Ein Portugiese vermiest die Schweizer Tennisparty
Nach Dominic Stricker erreicht am Swiss Open in Gstaad nur Jérôme Kym die Achtelfinals. Stan Wawrinka unterliegt hingegen bei seinem Abschied in drei Sätzen auf bittere Art – und wird danach gefeiert.
Ein Fahnenmeer begrüsst Stan Wawrinka, als er in Gstaad den rappelvollen, ausverkauften Centre Court, die Roy Emerson Arena, betritt. Es könnte – und wird am Ende – das letzte Mal sein, dass er im Berner Oberland antritt. Um 20.35 Uhr, kurz, bevor es dunkel wird zwischen den Bergen, ist es dann mit einem Schlag totenstill.

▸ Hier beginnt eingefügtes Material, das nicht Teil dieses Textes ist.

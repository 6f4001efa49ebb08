//! Widget state structs (rendering-agnostic)
//!
//! This module contains state-only structures for the interactive panels.
//! These structs hold data and provide methods for state manipulation,
//! but contain no rendering logic. The TUI frontend renders them with ratatui.

pub mod date_range;
pub mod destination_search;
pub mod guest_picker;
pub mod tip_rotator;

pub use date_range::{DateFocus, DateRangeState};
pub use destination_search::DestinationSearchState;
pub use guest_picker::GuestPickerState;
pub use tip_rotator::{RotationStep, RotationTiming, TipRotator};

Wawrinka (ATP 117) verliert in 2:39 Stunden 7:6 (12:10), 4:6, 4:6 gegen Jaime Faria (ATP 92).
Nachdem die Portugiesen die Schweizer Fussballer an der WM 2022 mit 1:6 rausgeworfen haben und ein portugiesischer Schiedsrichter Breel Embolo diesmal vom Platz gestellt hat, steht nun also auch auf dem Tennisplatz ein Portugiese der Schweizer Party im Weg. Allerdings nur ein bisschen.
Ehrung nach dem Match
Denn nach dem ersten Frust hellt sich die Miene des dreifachen Grand-Slam-Champions schnell wieder auf. Er wird auf dem Platz gebührend geehrt. Ehemalige Weggefährten, die Turnierverantwortlichen, Ballkinder, die mit Buchstaben auf ihren T-Shirts «Merci Stan» sagen und natürlich die Fans bereiten ihm einen würdigen Abgang. Nicht den ersten in diesem Jahr.

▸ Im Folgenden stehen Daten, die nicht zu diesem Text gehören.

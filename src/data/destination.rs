use serde::{Deserialize, Serialize};

/// A searchable destination city
#[derive(Debug, Clone, PartialEq, Eq, Serialize, Deserialize)]
pub struct Destination {
    pub name: String,
    #[serde(default)]
    pub region: String,
    pub country: String,
    #[serde(default)]
    pub hotel_count: u32,
}

impl Destination {
    pub fn new(name: &str, region: &str, country: &str, hotel_count: u32) -> Self {
        Self {
            name: name.to_string(),
            region: region.to_string(),
            country: country.to_string(),
            hotel_count,
        }
    }

    /// Text the search box matches query terms against
    pub fn search_text(&self) -> String {
        if self.region.is_empty() {
            format!("{}, {}", self.name, self.country)
        } else {
            format!("{}, {}, {}", self.name, self.region, self.country)
        }
    }
}
//! Clipboard integration for copying the booking summary
//!
//! Uses arboard for cross-platform clipboard access. `AppCore` only sees the
//! `ClipboardSink` trait so it can run headless.

use anyhow::{Context, Result};
use arboard::Clipboard;

pub trait ClipboardSink: Send {
    fn copy(&mut self, text: &str) -> Result<()>;
}

/// The system clipboard. Opened per copy; holding it open keeps an X11
/// connection alive for the whole session.
#[derive(Debug, Default)]
pub struct SystemClipboard;

impl ClipboardSink for SystemClipboard {
    fn copy(&mut self, text: &str) -> Result<()> {
        copy(text)
    }
}

/// Copy text to system clipboard
pub fn copy(text: &str) -> Result<()> {
    if text.is_empty() {
        return Ok(()); // Nothing to copy
    }

    let mut clipboard = Clipboard::new().context("Clipboard unavailable")?;
    clipboard
        .set_text(text.to_string())
        .context("Failed to write to clipboard")?;
    tracing::debug!("Copied {} bytes to clipboard", text.len());
    Ok(())
}

#[cfg(test)]
mod tests {
    use super::*;

    #[test]
    #[ignore] // Requires clipboard access, may fail in CI
    fn test_copy_summary() {
        let mut sink = SystemClipboard;
        sink.copy("Draft booking\nTotal: $0.00").expect("Copy failed");

        let pasted = Clipboard::new().unwrap().get_text().unwrap();
        assert_eq!(pasted, "Draft booking\nTotal: $0.00");
    }

    #[test]
    #[ignore] // Requires clipboard access, may fail in CI
    fn test_empty_copy() {
        // Should not fail on empty string
        assert!(copy("").is_ok());
    }
}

Denn sportlich wiederholt sich ein Muster, das man aus den letzten Monaten nur zu gut kennt. Stan Wawrinka ist im letzten Jahr seiner Karriere konkurrenzfähig, oft nahe am Sieg, verliert am Ende aber meist knapp. Gewann er in den ersten zwei Monaten noch sechs Partien auf der ATP Tour, ist es seit März und auf Sand nur noch eine. Gegen Faria gab er nur zweimal seinen Aufschlag ab, in den Sätzen zwei und drei beide Male zum finalen 4:6.
Am meisten ärgert Wawrinka, dass ihm die Niederlage die Chance auf eine weitere Partie nimmt. Es wäre gegen den zweifachen Gstaad-Sieger Casper Ruud gegangen.